- Required action -
For the records that follow, give the number of lines in which the word "Creates" occurs, with nothing added.

- Data for the task -
________________________________________

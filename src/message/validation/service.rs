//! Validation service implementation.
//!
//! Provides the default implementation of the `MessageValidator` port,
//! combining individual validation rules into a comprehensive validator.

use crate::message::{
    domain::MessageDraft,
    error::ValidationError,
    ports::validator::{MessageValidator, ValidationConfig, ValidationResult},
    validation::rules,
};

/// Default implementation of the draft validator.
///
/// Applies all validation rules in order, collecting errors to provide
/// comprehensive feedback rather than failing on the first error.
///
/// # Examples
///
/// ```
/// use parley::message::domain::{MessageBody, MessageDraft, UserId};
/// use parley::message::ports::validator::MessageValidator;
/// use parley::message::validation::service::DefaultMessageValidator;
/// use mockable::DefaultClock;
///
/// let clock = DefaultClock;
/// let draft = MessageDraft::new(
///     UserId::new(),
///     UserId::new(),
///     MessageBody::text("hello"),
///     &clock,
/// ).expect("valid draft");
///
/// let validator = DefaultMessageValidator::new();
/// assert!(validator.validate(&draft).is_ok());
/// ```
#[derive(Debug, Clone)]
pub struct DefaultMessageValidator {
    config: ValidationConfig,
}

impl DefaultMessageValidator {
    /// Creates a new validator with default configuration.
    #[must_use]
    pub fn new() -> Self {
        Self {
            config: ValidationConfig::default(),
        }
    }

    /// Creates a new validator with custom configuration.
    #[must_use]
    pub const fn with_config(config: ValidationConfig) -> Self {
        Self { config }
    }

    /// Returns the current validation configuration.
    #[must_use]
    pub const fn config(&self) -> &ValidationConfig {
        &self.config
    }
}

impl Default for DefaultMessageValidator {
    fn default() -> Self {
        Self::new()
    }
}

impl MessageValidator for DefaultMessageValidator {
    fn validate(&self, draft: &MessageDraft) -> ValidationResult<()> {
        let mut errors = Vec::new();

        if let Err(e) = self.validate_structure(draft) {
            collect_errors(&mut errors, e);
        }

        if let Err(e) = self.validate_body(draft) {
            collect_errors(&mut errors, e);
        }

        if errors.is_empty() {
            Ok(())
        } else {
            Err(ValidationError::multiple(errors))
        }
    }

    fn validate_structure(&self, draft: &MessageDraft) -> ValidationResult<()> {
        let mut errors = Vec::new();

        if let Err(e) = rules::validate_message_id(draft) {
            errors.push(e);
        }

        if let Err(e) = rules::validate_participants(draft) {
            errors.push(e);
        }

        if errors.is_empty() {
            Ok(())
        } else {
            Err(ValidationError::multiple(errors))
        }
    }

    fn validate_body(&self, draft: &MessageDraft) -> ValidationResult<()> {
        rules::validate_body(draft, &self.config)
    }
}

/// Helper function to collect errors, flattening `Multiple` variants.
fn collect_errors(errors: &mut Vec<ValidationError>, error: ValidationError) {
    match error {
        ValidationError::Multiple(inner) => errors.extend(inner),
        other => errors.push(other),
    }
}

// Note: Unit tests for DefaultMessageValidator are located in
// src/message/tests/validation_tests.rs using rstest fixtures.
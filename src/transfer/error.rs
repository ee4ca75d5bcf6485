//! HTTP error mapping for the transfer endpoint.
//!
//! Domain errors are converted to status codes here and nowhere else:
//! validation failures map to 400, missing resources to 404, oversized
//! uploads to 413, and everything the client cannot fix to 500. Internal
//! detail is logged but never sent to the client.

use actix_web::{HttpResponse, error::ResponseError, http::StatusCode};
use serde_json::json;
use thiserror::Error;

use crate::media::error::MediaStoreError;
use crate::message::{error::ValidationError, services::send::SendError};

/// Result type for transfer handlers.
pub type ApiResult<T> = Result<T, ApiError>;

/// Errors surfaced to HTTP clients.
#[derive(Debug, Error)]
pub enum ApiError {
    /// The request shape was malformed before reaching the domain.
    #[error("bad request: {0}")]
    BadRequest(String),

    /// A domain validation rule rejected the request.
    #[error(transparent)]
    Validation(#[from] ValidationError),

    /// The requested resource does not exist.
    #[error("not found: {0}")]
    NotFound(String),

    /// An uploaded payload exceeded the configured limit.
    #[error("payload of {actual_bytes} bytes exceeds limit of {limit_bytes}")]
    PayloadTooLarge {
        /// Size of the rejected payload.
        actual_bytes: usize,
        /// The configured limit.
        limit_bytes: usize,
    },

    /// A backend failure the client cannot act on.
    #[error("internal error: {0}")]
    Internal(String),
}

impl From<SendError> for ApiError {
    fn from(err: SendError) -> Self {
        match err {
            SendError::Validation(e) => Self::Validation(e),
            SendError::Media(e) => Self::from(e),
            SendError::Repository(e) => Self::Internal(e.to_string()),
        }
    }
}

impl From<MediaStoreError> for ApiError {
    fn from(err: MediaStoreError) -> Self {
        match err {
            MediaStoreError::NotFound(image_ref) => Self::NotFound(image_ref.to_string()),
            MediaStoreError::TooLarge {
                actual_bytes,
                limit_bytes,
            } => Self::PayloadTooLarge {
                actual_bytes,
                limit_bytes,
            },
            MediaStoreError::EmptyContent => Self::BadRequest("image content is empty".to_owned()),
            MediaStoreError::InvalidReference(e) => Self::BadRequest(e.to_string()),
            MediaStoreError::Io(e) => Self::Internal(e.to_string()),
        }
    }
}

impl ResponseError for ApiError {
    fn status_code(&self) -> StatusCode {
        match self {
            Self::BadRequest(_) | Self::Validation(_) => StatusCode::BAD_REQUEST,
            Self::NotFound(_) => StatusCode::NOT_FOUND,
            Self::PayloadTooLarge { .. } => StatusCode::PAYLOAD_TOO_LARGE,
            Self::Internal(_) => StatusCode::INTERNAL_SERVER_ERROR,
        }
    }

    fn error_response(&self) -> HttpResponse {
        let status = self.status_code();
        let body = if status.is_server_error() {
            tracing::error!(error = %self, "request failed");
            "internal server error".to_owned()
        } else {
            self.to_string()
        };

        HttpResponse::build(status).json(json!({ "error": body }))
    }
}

________________________________________

- Result of the exercise -
2